The Ministry of Heavy Industries estimates that the scheme has the potential to bring fresh investments of over Rs 42,500 crore and result in incremental production of over Rs 2.3 lakh crore. Icra Assistant Vice-President and Sector Head Vinutaa S said, “The PLI scheme will increase localisation, accelerate investments towards a local EV ecosystem and has the potential to make India an export hub in the global auto supply chain.”
Vinutaa added that it aims to promote an indigenous global supply chain of advanced automotive technology products which is low compared to that globally. As tier-I scales up, the tier-II will also benefit, resulting in a multiplier effect and cost competitiveness, she said adding that “the scheme is also likely to attract foreign investments into India, capitalising on global economies de-risking their supply chains”.
The production and export of advanced automotive components will also help compensate for the potential loss of revenues from traditional components to an extent as overseas markets move into Electric Vehicles (EVs) in the future, she added. The automotive sector has been one of the key beneficiaries of the PLI scheme. Along with the FAME-II, the state EV policies (on the demand side) and earlier-announced PLI for ACC batteries (on the supply side), the current PLI scheme will enable India to leap-frog from fossil-fuel based automobiles to green transportation, ICRA stated.
Besides, the scheme will also lead to the promotion of next-generation safety technologies to make Indian automobiles and roads safer, it said. The eligibility for existing domestic and global auto and auto component players to apply for incentives under the PLI scheme is contingent on committed fresh investments, group turnover and group fixed assets, as per Icra. New non-automotive investors with a global net worth of Rs 1,000 crore and a clear business plan for investment in advanced automotive technologies are also eligible.

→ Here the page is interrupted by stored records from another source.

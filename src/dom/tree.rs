//! The element arena: panels, lists, layout wrappers and fields.

use std::iter;

use slotmap::{SecondaryMap, SlotMap};

use super::node::{NodeData, NodeId, NodeKind};

/// Every node of one form, held in a slotmap arena.
///
/// Child order is layout order and therefore value order for lists. Layout
/// wrappers (`horizontalLayout`, `showHideLayout`) are stored as ordinary
/// nodes; value aggregation looks through them via [`Dom::element_children`].
pub struct Dom {
    arena: SlotMap<NodeId, NodeData>,
    kids: SecondaryMap<NodeId, Vec<NodeId>>,
    owner: SecondaryMap<NodeId, NodeId>,
    root: Option<NodeId>,
}

impl Dom {
    pub fn new() -> Self {
        Self {
            arena: SlotMap::with_key(),
            kids: SecondaryMap::new(),
            owner: SecondaryMap::new(),
            root: None,
        }
    }

    /// Add a detached node. The first detached node is the form root.
    pub fn insert(&mut self, data: NodeData) -> NodeId {
        let id = self.alloc(data);
        self.root.get_or_insert(id);
        id
    }

    /// Append `data` after the existing children of `parent`.
    ///
    /// A dead `parent` leaves the new node detached.
    pub fn insert_child(&mut self, parent: NodeId, data: NodeData) -> NodeId {
        debug_assert!(self.arena.contains_key(parent), "insert under a dead node");
        let id = self.alloc(data);
        if let Some(list) = self.kids.get_mut(parent) {
            list.push(id);
            self.owner.insert(id, parent);
        }
        id
    }

    fn alloc(&mut self, data: NodeData) -> NodeId {
        let id = self.arena.insert(data);
        self.kids.insert(id, Vec::new());
        id
    }

    /// Drop `id` together with everything built beneath it, returning its
    /// data.
    pub fn remove(&mut self, id: NodeId) -> Option<NodeData> {
        let doomed = self.walk_depth_first(id);
        if doomed.is_empty() {
            return None;
        }
        if let Some(parent) = self.owner.get(id).copied() {
            if let Some(list) = self.kids.get_mut(parent) {
                list.retain(|&k| k != id);
            }
        }
        if self.root == Some(id) {
            self.root = None;
        }
        // Children first so the subtree root is the last one out.
        let mut data = None;
        for node in doomed.into_iter().rev() {
            self.kids.remove(node);
            self.owner.remove(node);
            data = self.arena.remove(node);
        }
        data
    }

    /// Exchange two entries of `parent`; used for list reordering.
    pub fn swap_children(&mut self, parent: NodeId, a: usize, b: usize) -> bool {
        let Some(list) = self.kids.get_mut(parent) else {
            return false;
        };
        if a.max(b) >= list.len() {
            return false;
        }
        list.swap(a, b);
        true
    }

    /// Position of `child` under its parent.
    pub fn child_index(&self, child: NodeId) -> Option<usize> {
        let parent = self.parent(child)?;
        self.children(parent).iter().position(|&k| k == child)
    }

    pub fn parent(&self, id: NodeId) -> Option<NodeId> {
        self.owner.get(id).copied()
    }

    /// Raw children, layout wrappers included.
    pub fn children(&self, id: NodeId) -> &[NodeId] {
        self.kids.get(id).map(Vec::as_slice).unwrap_or_default()
    }

    /// The value-bearing children of a container, in layout order.
    ///
    /// Layout wrappers are looked through: their elements are returned in
    /// place of the wrapper itself.
    pub fn element_children(&self, id: NodeId) -> Vec<NodeId> {
        let mut found = Vec::new();
        self.collect_elements(id, &mut found);
        found
    }

    fn collect_elements(&self, id: NodeId, found: &mut Vec<NodeId>) {
        for &child in self.children(id) {
            match self.arena.get(child) {
                Some(data) if data.is_element() => found.push(child),
                Some(_) => self.collect_elements(child, found),
                None => {}
            }
        }
    }

    /// The container that aggregates `id`'s value: the nearest ancestor that
    /// is not a layout wrapper.
    pub fn enclosing_container(&self, id: NodeId) -> Option<NodeId> {
        self.ancestors(id)
            .into_iter()
            .find(|&a| self.arena.get(a).is_some_and(NodeData::is_element))
    }

    /// The nearest ancestor panel: the scope used to resolve local keys.
    pub fn enclosing_panel(&self, id: NodeId) -> Option<NodeId> {
        self.ancestors(id)
            .into_iter()
            .find(|&a| self.arena.get(a).is_some_and(|d| matches!(d.kind, NodeKind::Panel)))
    }

    /// Parent first, root last.
    pub fn ancestors(&self, id: NodeId) -> Vec<NodeId> {
        iter::successors(self.parent(id), |&p| self.parent(p)).collect()
    }

    pub fn get(&self, id: NodeId) -> Option<&NodeData> {
        self.arena.get(id)
    }

    pub fn get_mut(&mut self, id: NodeId) -> Option<&mut NodeData> {
        self.arena.get_mut(id)
    }

    pub fn root(&self) -> Option<NodeId> {
        self.root
    }

    pub fn len(&self) -> usize {
        self.arena.len()
    }

    pub fn is_empty(&self) -> bool {
        self.arena.is_empty()
    }

    pub fn contains(&self, id: NodeId) -> bool {
        self.arena.contains_key(id)
    }

    /// `start` and its descendants in layout order (pre-order). Empty when
    /// `start` is dead.
    pub fn walk_depth_first(&self, start: NodeId) -> Vec<NodeId> {
        let mut order = Vec::new();
        if self.contains(start) {
            self.visit(start, &mut order);
        }
        order
    }

    fn visit(&self, id: NodeId, order: &mut Vec<NodeId>) {
        order.push(id);
        for &child in self.children(id) {
            self.visit(child, order);
        }
    }
}

impl Default for Dom {
    fn default() -> Self {
        Self::new()
    }
}

#[cfg(test)]
mod tests {
    use super::*;
    use crate::dom::node::LayoutStyle;

    fn panel(key: &str) -> NodeData {
        NodeData::new("panel", NodeKind::Panel).with_key(key)
    }

    fn row() -> NodeData {
        NodeData::new("horizontalLayout", NodeKind::Layout(LayoutStyle::Horizontal))
    }

    /// ```text
    ///        form
    ///      /   |   \
    ///  billing row  shipping
    ///    / \    |
    ///  iban bic  notes
    /// ```
    struct Fixture {
        dom: Dom,
        form: NodeId,
        billing: NodeId,
        row: NodeId,
        shipping: NodeId,
        iban: NodeId,
        bic: NodeId,
        notes: NodeId,
    }

    fn fixture() -> Fixture {
        let mut dom = Dom::new();
        let form = dom.insert(NodeData::new("panel", NodeKind::Panel));
        let billing = dom.insert_child(form, panel("billing"));
        let row = dom.insert_child(form, row());
        let shipping = dom.insert_child(form, panel("shipping"));
        let iban = dom.insert_child(billing, panel("iban"));
        let bic = dom.insert_child(billing, panel("bic"));
        let notes = dom.insert_child(row, panel("notes"));
        Fixture { dom, form, billing, row, shipping, iban, bic, notes }
    }

    #[test]
    fn only_the_first_detached_node_is_root() {
        let mut dom = Dom::new();
        let first = dom.insert(panel("x"));
        dom.insert(panel("y"));
        assert_eq!(dom.root(), Some(first));
    }

    #[test]
    fn children_keep_layout_order() {
        let f = fixture();
        assert_eq!(f.dom.parent(f.billing), Some(f.form));
        assert_eq!(f.dom.parent(f.form), None);
        assert_eq!(f.dom.children(f.form), &[f.billing, f.row, f.shipping]);
        assert_eq!(f.dom.children(f.billing), &[f.iban, f.bic]);
        assert!(f.dom.children(f.iban).is_empty());
    }

    #[test]
    fn layout_rows_are_transparent_to_aggregation() {
        let f = fixture();
        assert_eq!(f.dom.element_children(f.form), vec![f.billing, f.notes, f.shipping]);
        assert_eq!(f.dom.enclosing_container(f.notes), Some(f.form));
        assert_eq!(f.dom.enclosing_container(f.iban), Some(f.billing));
        assert_eq!(f.dom.enclosing_container(f.form), None);
        assert_eq!(f.dom.enclosing_panel(f.bic), Some(f.billing));
    }

    #[test]
    fn ancestors_run_up_to_the_form() {
        let f = fixture();
        assert_eq!(f.dom.ancestors(f.notes), vec![f.row, f.form]);
        assert!(f.dom.ancestors(f.form).is_empty());
    }

    #[test]
    fn removing_a_panel_drops_its_fields() {
        let mut f = fixture();
        let removed = f.dom.remove(f.billing).expect("billing exists");
        assert_eq!(removed.key.as_deref(), Some("billing"));
        assert!(!f.dom.contains(f.iban));
        assert!(!f.dom.contains(f.bic));
        assert_eq!(f.dom.children(f.form), &[f.row, f.shipping]);
        assert_eq!(f.dom.len(), 4);
    }

    #[test]
    fn removing_the_form_clears_everything() {
        let mut f = fixture();
        f.dom.remove(f.form);
        assert!(f.dom.is_empty());
        assert_eq!(f.dom.root(), None);
        assert!(f.dom.remove(f.form).is_none());
        assert!(f.dom.walk_depth_first(f.form).is_empty());
    }

    #[test]
    fn swapping_entries_reorders_siblings() {
        let mut f = fixture();
        assert!(f.dom.swap_children(f.form, 0, 2));
        assert_eq!(f.dom.children(f.form), &[f.shipping, f.row, f.billing]);
        assert_eq!(f.dom.child_index(f.billing), Some(2));
        assert!(!f.dom.swap_children(f.form, 0, 3));
        assert_eq!(f.dom.child_index(f.form), None);
    }

    #[test]
    fn walk_is_pre_order() {
        let f = fixture();
        assert_eq!(
            f.dom.walk_depth_first(f.form),
            vec![f.form, f.billing, f.iban, f.bic, f.row, f.notes, f.shipping]
        );
        assert_eq!(f.dom.walk_depth_first(f.billing), vec![f.billing, f.iban, f.bic]);
    }
}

“The PLI will accelerate India’s transition into new technologies. Incumbent OEMs will benefit from the scheme. Most mid-size auto component suppliers supplying or targeting to supply advanced technology components will gain from the scheme. “However, Internal Combustion Engine (ICE) vehicle manufacturing is largely excluded for incentives and some EV start-ups may be at a disadvantage if they do not scale up going forward,” Vinutaa said.